I have also decided to bring the work on local safeguarding children boards and the work on serious case reviews that we announced last month under Lord Laming’s remit. I am pleased that he has today begun his work and that he has already written to experts and interested parties setting out how they can inform his findings. I have placed a copy of that letter in the Libraries of both Houses.

Professionals working with children in this country do a tough job, often in very difficult circumstances. They have a great responsibility and they make very difficult judgments every day, but where serious mistakes are made, there must be proper accountability. We must never forget that our first duty is to make sure that all children are safe and protected from harm. We will not rest until we have the very best possible child protection arrangements to safeguard our most vulnerable children.

The case of baby P is tragic and appalling. We have a responsibility now to take whatever action is needed to ensure that such a tragedy cannot happen again and that all children are able to grow up safe—in Haringey, and across the country.

I commend this statement to the House.

Michael Gove (Surrey Heath) (Con): I thank the Secretary of State for prior notice of the statement, and for the co-operative approach that his office has taken in helping to resolve the delicate questions to which this tragic case has given rise.

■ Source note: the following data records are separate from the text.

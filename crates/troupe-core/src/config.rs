use std::path::Path;
use std::time::Duration;

use serde::{Deserialize, Serialize};

use crate::error::{Result, TroupeError};
use crate::types::{AgentProfile, Task};

/// Top-level Troupe configuration.
#[derive(Debug, Clone, Default, Serialize, Deserialize)]
pub struct AppConfig {
    #[serde(default)]
    pub executor: ExecutorConfig,
    #[serde(default)]
    pub handoff: HandoffConfig,
    /// Process model used for the crew defined in this file.
    #[serde(default)]
    pub process: ProcessMode,
    #[serde(default)]
    pub agents: Vec<AgentProfile>,
    #[serde(default)]
    pub tasks: Vec<Task>,
}

#[derive(Debug, Clone, Serialize, Deserialize)]
pub struct ExecutorConfig {
    /// Upper bound on concurrently running tasks in parallel mode.
    #[serde(default = "default_max_workers")]
    pub max_workers: usize,
    /// Keep going after a failed task in sequential mode.
    #[serde(default)]
    pub continue_on_failure: bool,
    /// Maximum LLM turns per agent invocation.
    #[serde(default = "default_max_turns")]
    pub max_turns: usize,
    /// Keep per-task sessions in the arena after the task finishes.
    #[serde(default)]
    pub retain_sessions: bool,
}

impl ExecutorConfig {
    /// Reject settings the executor cannot run with.
    pub fn validate(&self) -> Result<()> {
        if self.max_workers == 0 {
            return Err(TroupeError::Config(
                "executor.max_workers must be at least 1".into(),
            ));
        }
        if self.max_turns == 0 {
            return Err(TroupeError::Config(
                "executor.max_turns must be at least 1".into(),
            ));
        }
        Ok(())
    }
}

impl Default for ExecutorConfig {
    fn default() -> Self {
        Self {
            max_workers: default_max_workers(),
            continue_on_failure: false,
            max_turns: default_max_turns(),
            retain_sessions: false,
        }
    }
}

#[derive(Debug, Clone, Serialize, Deserialize)]
pub struct HandoffConfig {
    /// Maximum number of hops in one handoff chain.
    #[serde(default = "default_max_depth")]
    pub max_depth: usize,
    /// Wall-clock allowance for the whole top-level invocation.
    #[serde(default = "default_timeout_secs")]
    pub timeout_secs: u64,
}

impl HandoffConfig {
    pub fn timeout(&self) -> Duration {
        Duration::from_secs(self.timeout_secs)
    }
}

impl Default for HandoffConfig {
    fn default() -> Self {
        Self {
            max_depth: default_max_depth(),
            timeout_secs: default_timeout_secs(),
        }
    }
}

fn default_max_workers() -> usize { 4 }
fn default_max_turns() -> usize { 25 }
fn default_max_depth() -> usize { 5 }
fn default_timeout_secs() -> u64 { 600 }

/// How the executor schedules the task graph.
#[derive(Debug, Clone, Default, Serialize, Deserialize, PartialEq)]
#[serde(tag = "mode", rename_all = "lowercase")]
pub enum ProcessMode {
    #[default]
    Sequential,
    Parallel,
    Hierarchical {
        manager: String,
    },
}

impl ProcessMode {
    pub fn name(&self) -> &'static str {
        match self {
            Self::Sequential => "sequential",
            Self::Parallel => "parallel",
            Self::Hierarchical { .. } => "hierarchical",
        }
    }
}

impl AppConfig {
    /// Load config from a TOML file, with env var expansion.
    pub fn load(path: &Path) -> Result<Self> {
        let content = std::fs::read_to_string(path)
            .map_err(|_| TroupeError::ConfigNotFound(path.display().to_string()))?;

        // Expand ${ENV_VAR} references
        let expanded = expand_env_vars(&content);

        Self::from_toml(&expanded)
    }

    pub fn from_toml(content: &str) -> Result<Self> {
        let config: Self =
            toml::from_str(content).map_err(|e| TroupeError::Config(e.to_string()))?;
        config.check()?;
        Ok(config)
    }

    fn check(&self) -> Result<()> {
        self.executor.validate()
    }

    pub fn agent(&self, name: &str) -> Option<&AgentProfile> {
        self.agents.iter().find(|a| a.name == name)
    }
}

/// Expand `${ENV_VAR}` patterns in a string.
fn expand_env_vars(input: &str) -> String {
    let mut result = String::with_capacity(input.len());
    let mut chars = input.chars().peekable();

    while let Some(c) = chars.next() {
        if c == '$' && chars.peek() == Some(&'{') {
            chars.next(); // consume '{'
            let mut var_name = String::new();
            for c in chars.by_ref() {
                if c == '}' {
                    break;
                }
                var_name.push(c);
            }
            match std::env::var(&var_name) {
                Ok(val) => result.push_str(&val),
                Err(_) => {
                    // Keep original if env var not set
                    result.push_str(&format!("${{{}}}", var_name));
                }
            }
        } else {
            result.push(c);
        }
    }
    result
}
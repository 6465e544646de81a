use std::collections::HashSet;
use std::sync::OnceLock;

use regex::Regex;
use serde::{Deserialize, Serialize};
use tracing::warn;

use troupe_core::error::{Result, TroupeError};
use troupe_core::types::TaskStatus;

use crate::agent::AgentRoster;
use crate::graph::TaskGraph;

/// One task assigned to one agent by the manager.
#[derive(Debug, Clone, Serialize, Deserialize, PartialEq)]
#[serde(deny_unknown_fields)]
pub struct Delegation {
    pub task: String,
    pub agent: String,
}

/// The manager's assignment of every pending task in the graph.
#[derive(Debug, Clone, Serialize, Deserialize, PartialEq)]
pub struct DelegationPlan {
    pub delegations: Vec<Delegation>,
    /// Tasks may run concurrently.
    #[serde(default)]
    pub independent: bool,
}

impl DelegationPlan {
    /// Every pending task exactly once, nothing outside the graph, every
    /// agent known. Tasks that already finished must not be delegated.
    pub fn validate(&self, graph: &TaskGraph, agents: &AgentRoster) -> Result<()> {
        let mut seen = HashSet::new();
        for d in &self.delegations {
            let Some(status) = graph.status(&d.task) else {
                return Err(TroupeError::ManagerPlan(format!(
                    "unknown task '{}'",
                    d.task
                )));
            };
            if status != TaskStatus::Pending {
                return Err(TroupeError::ManagerPlan(format!(
                    "task '{}' is {} and cannot be delegated",
                    d.task, status
                )));
            }
            if !seen.insert(d.task.as_str()) {
                return Err(TroupeError::ManagerPlan(format!(
                    "task '{}' delegated more than once",
                    d.task
                )));
            }
            if !agents.contains(&d.agent) {
                return Err(TroupeError::ManagerPlan(format!(
                    "unknown agent '{}' for task '{}'",
                    d.agent, d.task
                )));
            }
        }

        let missing: Vec<String> = graph
            .pending()
            .into_iter()
            .filter(|name| !seen.contains(name.as_str()))
            .collect();
        if !missing.is_empty() {
            return Err(TroupeError::ManagerPlan(format!(
                "tasks not delegated: {}",
                missing.join(", ")
            )));
        }
        Ok(())
    }

    /// Task names in plan order.
    pub fn task_order(&self) -> Vec<String> {
        self.delegations.iter().map(|d| d.task.clone()).collect()
    }
}

/// What the manager decided.
#[derive(Debug, Clone, PartialEq)]
pub enum ManagerDirective {
    /// The manager answered every task itself.
    Answer(String),
    Delegate(DelegationPlan),
}

#[derive(Deserialize)]
#[serde(deny_unknown_fields)]
struct RawDirective {
    #[serde(default)]
    answer: Option<String>,
    #[serde(default)]
    delegations: Option<Vec<Delegation>>,
    #[serde(default)]
    independent: Option<bool>,
}

fn fenced_block() -> &'static Regex {
    static FENCE: OnceLock<Regex> = OnceLock::new();
    FENCE.get_or_init(|| {
        Regex::new(r"(?s)```[A-Za-z]*\s*\n?(.*?)```").expect("fenced block pattern is valid")
    })
}

/// Pull the JSON object out of the manager's reply.
fn extract_json(text: &str) -> Option<&str> {
    if let Some(body) = fenced_block().captures(text).and_then(|c| c.get(1)) {
        return Some(body.as_str().trim());
    }
    let trimmed = text.trim();
    let start = trimmed.find('{')?;
    let end = trimmed.rfind('}')?;
    (start < end).then(|| &trimmed[start..=end])
}

/// Parse the manager's reply into a directive.
pub fn parse_manager_output(text: &str) -> Result<ManagerDirective> {
    let json = extract_json(text)
        .ok_or_else(|| TroupeError::ManagerPlan("manager reply contains no JSON object".into()))?;

    let raw: RawDirective = serde_json::from_str(json).map_err(|e| {
        warn!(error = %e, "Failed to parse manager reply");
        TroupeError::ManagerPlan(format!("invalid manager reply: {}", e))
    })?;

    match (raw.answer, raw.delegations) {
        (Some(answer), None) => {
            if raw.independent.is_some() {
                return Err(TroupeError::ManagerPlan(
                    "'independent' only applies to delegations".into(),
                ));
            }
            Ok(ManagerDirective::Answer(answer))
        }
        (None, Some(delegations)) => Ok(ManagerDirective::Delegate(DelegationPlan {
            delegations,
            independent: raw.independent.unwrap_or(false),
        })),
        (Some(_), Some(_)) => Err(TroupeError::ManagerPlan(
            "manager reply has both 'answer' and 'delegations'".into(),
        )),
        (None, None) => Err(TroupeError::ManagerPlan(
            "manager reply has neither 'answer' nor 'delegations'".into(),
        )),
    }
}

The horrific circumstances of baby P’s short, agonised life and terrible, pain-racked death are imprinted indelibly on all our minds. The ultimate moral responsibility for the child’s suffering rests with the three adults found guilty of allowing his death. I am sure that the Secretary of State would agree with me that we must never shift our focus from preventing such evil from being inflicted on another innocent. That is why it is important that we ask serious questions now, to ensure that we give children the greatest possible level of protection.

I appreciate that the Secretary of State has been working hard to get answers, and the questions that I ask today imply no criticism of him personally. Indeed, I thank him for so speedily ordering an independent inquiry into Haringey council. But would he now acknowledge that the inspection regime that was supposed to monitor child protection in Haringey was flawed?

We know that when a former social worker rang the alarm bell six months before baby P died, her concerns were passed on, in accordance with the procedures in place, to the Commission for Social Care Inspection. The commission met representatives from Haringey in March 2007 and asked for improvements to be made. Two weeks later, responsibility for inspecting Haringey’s children’s services passed from the commission to Ofsted, and there is no evidence yet that Ofsted or anyone else pursued the demand that Haringey improve its child protection. Does the Secretary of State agree with me that that was wrong, and does he share my concern that other child protection cases may have slipped through the cracks in that handover?